§ **Task objective**
Among the lines below, a stretch begins at the one with "repository 85818fbc34708e88" and ends at the one with "instance state name". Repeat that stretch exactly, ends included.

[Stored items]
------------------------------------------------------------------------

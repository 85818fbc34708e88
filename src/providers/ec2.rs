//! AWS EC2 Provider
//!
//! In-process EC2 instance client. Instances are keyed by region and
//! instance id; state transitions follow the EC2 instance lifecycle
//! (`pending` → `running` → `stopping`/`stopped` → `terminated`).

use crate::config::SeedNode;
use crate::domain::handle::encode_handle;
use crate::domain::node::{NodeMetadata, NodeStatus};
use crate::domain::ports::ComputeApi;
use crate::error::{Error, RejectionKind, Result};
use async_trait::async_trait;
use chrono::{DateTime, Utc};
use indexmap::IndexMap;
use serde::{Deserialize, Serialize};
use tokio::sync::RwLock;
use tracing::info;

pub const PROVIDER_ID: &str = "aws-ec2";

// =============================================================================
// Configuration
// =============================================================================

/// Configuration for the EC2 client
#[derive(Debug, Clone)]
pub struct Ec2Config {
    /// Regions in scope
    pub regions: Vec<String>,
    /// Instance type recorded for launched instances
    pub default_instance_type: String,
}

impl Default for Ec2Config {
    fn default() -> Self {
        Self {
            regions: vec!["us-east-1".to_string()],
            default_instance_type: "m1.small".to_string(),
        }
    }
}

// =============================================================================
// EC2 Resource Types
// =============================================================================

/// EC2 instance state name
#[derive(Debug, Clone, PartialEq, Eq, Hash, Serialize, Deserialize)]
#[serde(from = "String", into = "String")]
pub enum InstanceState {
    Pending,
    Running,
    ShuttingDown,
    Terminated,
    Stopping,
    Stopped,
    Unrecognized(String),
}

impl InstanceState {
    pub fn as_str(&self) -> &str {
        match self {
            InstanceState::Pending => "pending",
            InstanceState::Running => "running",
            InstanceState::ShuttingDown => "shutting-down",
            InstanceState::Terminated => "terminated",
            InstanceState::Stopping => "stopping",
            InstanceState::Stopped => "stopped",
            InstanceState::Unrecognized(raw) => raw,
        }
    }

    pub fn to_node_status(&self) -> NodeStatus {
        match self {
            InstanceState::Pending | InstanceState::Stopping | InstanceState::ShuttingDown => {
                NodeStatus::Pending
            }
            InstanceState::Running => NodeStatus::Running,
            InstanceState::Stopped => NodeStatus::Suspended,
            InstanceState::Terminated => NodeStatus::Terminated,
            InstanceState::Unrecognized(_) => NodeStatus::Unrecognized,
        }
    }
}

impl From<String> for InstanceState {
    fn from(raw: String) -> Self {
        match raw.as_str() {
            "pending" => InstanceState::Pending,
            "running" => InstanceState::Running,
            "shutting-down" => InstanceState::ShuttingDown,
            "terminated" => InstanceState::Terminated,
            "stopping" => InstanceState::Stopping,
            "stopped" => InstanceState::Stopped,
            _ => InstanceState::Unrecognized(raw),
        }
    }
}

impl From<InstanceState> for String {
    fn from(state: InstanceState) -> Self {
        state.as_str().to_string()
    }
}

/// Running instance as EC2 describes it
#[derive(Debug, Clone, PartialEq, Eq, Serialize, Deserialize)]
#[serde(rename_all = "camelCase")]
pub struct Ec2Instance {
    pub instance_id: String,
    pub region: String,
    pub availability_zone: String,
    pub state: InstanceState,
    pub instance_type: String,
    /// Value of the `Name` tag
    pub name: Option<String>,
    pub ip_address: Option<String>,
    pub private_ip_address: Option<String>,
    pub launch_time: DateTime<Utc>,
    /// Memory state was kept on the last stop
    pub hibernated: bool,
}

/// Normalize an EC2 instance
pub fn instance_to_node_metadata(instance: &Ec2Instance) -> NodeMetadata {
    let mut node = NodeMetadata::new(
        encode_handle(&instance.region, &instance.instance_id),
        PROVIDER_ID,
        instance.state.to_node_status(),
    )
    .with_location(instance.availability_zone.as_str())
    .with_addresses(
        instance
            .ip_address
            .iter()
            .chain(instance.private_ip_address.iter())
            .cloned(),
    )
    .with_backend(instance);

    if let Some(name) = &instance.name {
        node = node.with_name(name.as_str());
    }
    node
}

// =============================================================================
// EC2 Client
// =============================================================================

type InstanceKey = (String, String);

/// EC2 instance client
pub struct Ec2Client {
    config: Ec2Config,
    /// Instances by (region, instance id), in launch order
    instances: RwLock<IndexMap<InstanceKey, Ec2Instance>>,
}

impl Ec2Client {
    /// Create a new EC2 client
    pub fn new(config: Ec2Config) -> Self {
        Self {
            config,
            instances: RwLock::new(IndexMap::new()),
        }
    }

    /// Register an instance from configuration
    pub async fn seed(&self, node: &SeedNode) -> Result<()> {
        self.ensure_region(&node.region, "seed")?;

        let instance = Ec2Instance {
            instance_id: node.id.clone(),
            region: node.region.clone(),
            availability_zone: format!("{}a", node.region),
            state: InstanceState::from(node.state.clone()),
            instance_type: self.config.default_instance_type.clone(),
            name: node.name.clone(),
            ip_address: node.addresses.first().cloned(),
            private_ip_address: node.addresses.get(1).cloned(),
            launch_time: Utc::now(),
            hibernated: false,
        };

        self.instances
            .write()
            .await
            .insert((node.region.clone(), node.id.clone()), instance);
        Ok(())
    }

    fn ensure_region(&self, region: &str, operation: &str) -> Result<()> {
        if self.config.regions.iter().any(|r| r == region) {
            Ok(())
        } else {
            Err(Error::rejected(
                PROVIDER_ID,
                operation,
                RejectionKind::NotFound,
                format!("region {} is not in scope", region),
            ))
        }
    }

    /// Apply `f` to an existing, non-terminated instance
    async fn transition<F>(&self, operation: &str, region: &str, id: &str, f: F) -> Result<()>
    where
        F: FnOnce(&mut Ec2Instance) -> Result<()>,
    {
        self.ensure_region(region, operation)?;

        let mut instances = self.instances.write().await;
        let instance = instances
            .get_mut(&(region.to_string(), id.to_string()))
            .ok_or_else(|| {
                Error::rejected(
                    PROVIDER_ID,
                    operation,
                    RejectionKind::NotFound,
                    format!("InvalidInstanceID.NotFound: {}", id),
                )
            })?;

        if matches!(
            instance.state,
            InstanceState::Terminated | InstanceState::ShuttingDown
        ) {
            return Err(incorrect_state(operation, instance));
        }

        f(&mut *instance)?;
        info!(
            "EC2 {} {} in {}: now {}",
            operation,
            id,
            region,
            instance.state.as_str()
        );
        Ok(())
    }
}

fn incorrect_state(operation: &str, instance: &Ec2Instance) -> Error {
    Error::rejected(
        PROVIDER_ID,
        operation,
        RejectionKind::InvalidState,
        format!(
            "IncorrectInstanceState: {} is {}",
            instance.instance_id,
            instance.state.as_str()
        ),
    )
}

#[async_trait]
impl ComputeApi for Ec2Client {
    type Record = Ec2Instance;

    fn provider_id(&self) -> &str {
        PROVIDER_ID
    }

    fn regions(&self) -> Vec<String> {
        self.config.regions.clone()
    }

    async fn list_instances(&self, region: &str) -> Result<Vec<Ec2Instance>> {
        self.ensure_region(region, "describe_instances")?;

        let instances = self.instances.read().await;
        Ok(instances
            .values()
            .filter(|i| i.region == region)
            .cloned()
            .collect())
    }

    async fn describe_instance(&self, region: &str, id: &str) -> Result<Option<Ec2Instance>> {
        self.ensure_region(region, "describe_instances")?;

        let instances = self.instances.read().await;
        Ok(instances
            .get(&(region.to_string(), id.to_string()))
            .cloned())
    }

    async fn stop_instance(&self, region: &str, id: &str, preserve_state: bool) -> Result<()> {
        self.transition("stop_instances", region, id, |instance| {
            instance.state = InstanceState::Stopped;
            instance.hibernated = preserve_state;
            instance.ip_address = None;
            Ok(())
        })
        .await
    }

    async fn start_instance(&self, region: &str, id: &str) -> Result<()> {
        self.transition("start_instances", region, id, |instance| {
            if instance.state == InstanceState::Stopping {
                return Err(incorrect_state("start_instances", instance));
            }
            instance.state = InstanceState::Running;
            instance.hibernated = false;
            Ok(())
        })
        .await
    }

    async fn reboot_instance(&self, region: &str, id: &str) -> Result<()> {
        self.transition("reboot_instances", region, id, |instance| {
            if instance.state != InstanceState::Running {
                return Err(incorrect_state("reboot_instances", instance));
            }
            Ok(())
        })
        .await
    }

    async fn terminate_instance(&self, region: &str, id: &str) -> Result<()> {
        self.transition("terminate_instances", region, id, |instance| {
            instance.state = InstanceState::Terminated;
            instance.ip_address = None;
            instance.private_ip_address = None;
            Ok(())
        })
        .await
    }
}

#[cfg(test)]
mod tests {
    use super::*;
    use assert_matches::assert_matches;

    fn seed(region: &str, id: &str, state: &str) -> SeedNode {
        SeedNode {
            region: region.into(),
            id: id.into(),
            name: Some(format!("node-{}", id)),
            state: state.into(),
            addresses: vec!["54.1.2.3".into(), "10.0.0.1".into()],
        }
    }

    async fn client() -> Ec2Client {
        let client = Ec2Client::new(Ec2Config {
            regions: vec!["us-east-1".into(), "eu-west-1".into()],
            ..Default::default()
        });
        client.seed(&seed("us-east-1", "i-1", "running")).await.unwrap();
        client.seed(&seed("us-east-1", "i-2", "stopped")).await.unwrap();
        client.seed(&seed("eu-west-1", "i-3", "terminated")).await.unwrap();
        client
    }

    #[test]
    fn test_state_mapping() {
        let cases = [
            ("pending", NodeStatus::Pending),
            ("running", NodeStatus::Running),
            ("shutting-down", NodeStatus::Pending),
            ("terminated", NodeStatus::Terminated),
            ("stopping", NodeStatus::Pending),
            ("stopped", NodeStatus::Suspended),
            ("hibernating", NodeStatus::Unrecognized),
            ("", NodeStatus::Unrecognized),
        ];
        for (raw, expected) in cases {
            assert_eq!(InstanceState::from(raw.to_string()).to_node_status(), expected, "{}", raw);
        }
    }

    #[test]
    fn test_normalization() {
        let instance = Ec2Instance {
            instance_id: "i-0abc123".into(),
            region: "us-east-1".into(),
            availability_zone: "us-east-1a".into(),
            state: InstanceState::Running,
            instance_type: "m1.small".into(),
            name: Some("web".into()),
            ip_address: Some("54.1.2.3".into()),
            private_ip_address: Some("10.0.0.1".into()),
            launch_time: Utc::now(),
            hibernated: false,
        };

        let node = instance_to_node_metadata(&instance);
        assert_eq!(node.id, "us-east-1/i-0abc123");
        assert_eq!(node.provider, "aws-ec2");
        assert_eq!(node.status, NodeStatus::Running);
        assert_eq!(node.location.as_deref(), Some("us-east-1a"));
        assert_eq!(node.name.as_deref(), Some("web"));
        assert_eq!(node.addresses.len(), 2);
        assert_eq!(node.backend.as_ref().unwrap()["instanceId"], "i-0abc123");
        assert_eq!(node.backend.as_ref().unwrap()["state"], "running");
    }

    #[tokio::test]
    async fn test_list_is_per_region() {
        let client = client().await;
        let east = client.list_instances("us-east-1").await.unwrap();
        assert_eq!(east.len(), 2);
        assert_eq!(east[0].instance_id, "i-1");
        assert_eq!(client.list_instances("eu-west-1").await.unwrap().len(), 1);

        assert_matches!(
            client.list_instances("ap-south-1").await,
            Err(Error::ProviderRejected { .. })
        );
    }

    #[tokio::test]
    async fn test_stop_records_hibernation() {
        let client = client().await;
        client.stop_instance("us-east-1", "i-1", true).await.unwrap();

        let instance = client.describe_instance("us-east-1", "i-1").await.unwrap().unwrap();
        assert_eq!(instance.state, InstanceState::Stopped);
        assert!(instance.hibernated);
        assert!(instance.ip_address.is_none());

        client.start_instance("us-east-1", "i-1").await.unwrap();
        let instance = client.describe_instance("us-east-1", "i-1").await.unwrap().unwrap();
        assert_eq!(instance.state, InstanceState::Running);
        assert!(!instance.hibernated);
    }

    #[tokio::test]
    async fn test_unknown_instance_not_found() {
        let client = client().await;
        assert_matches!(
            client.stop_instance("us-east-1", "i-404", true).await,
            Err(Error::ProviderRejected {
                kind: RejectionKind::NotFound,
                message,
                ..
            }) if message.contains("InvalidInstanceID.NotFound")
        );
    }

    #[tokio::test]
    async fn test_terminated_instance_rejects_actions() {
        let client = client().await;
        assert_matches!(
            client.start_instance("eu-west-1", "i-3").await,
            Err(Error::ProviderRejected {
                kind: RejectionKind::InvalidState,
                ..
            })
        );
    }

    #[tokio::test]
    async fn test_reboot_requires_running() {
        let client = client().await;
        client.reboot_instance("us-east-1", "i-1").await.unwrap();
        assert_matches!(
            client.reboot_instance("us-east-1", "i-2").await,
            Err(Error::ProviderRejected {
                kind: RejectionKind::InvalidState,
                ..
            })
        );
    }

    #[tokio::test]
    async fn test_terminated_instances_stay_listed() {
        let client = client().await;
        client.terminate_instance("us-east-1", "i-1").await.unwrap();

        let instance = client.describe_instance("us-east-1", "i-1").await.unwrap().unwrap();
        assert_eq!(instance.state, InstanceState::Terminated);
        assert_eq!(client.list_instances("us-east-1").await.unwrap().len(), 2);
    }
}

------------------------------------------------------------------------

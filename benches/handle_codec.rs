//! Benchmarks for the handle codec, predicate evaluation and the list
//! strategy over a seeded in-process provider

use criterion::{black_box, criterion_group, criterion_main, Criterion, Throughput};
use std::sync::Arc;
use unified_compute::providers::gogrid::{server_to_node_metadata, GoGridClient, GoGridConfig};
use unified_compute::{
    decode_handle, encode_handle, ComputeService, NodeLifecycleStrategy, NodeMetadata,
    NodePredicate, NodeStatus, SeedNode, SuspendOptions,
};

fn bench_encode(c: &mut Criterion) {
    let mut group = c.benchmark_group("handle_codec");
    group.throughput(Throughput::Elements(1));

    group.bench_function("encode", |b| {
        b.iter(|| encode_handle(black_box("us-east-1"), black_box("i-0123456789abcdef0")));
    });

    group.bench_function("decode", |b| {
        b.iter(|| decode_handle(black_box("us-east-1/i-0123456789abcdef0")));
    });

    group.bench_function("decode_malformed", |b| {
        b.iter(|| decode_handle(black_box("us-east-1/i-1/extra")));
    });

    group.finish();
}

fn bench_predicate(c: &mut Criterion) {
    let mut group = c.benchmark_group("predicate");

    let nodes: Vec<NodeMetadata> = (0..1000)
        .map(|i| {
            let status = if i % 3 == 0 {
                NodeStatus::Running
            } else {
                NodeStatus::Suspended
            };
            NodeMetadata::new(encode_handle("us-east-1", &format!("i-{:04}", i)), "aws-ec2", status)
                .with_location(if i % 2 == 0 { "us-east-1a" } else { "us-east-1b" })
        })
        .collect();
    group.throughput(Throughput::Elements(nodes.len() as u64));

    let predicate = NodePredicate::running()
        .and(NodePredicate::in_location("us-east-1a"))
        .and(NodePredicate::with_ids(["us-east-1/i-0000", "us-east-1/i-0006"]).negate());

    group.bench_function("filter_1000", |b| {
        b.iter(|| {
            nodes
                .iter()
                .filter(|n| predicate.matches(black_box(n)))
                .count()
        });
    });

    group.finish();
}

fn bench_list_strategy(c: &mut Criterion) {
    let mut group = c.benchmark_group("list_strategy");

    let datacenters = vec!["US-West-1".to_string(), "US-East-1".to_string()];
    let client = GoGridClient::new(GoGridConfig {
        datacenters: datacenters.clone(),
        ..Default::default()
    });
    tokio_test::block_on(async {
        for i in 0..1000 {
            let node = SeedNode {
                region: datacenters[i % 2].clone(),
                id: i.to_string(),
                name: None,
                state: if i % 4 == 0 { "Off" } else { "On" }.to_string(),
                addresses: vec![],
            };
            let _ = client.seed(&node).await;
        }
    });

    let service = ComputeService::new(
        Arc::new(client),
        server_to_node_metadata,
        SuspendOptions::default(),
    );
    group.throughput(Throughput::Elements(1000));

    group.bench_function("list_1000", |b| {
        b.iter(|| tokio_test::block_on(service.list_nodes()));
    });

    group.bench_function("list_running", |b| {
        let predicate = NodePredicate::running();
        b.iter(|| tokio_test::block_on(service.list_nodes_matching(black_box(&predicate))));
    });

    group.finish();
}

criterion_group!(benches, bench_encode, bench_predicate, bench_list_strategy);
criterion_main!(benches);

------------------------------------------------------------------------

§ **Answer**
repository 85818fbc34708e88
filename src/providers/ec2.rs
//! AWS EC2 Provider
//!
//! In-process EC2 instance client. Instances are keyed by region and
//! instance id; state transitions follow the EC2 instance lifecycle
//! (`pending` → `running` → `stopping`/`stopped` → `terminated`).

use crate::config::SeedNode;
use crate::domain::handle::encode_handle;
use crate::domain::node::{NodeMetadata, NodeStatus};
use crate::domain::ports::ComputeApi;
use crate::error::{Error, RejectionKind, Result};
use async_trait::async_trait;
use chrono::{DateTime, Utc};
use indexmap::IndexMap;
use serde::{Deserialize, Serialize};
use tokio::sync::RwLock;
use tracing::info;

pub const PROVIDER_ID: &str = "aws-ec2";

// =============================================================================
// Configuration
// =============================================================================

/// Configuration for the EC2 client
#[derive(Debug, Clone)]
pub struct Ec2Config {
    /// Regions in scope
    pub regions: Vec<String>,
    /// Instance type recorded for launched instances
    pub default_instance_type: String,
}

impl Default for Ec2Config {
    fn default() -> Self {
        Self {
            regions: vec!["us-east-1".to_string()],
            default_instance_type: "m1.small".to_string(),
        }
    }
}

// =============================================================================
// EC2 Resource Types
// =============================================================================

/// EC2 instance state name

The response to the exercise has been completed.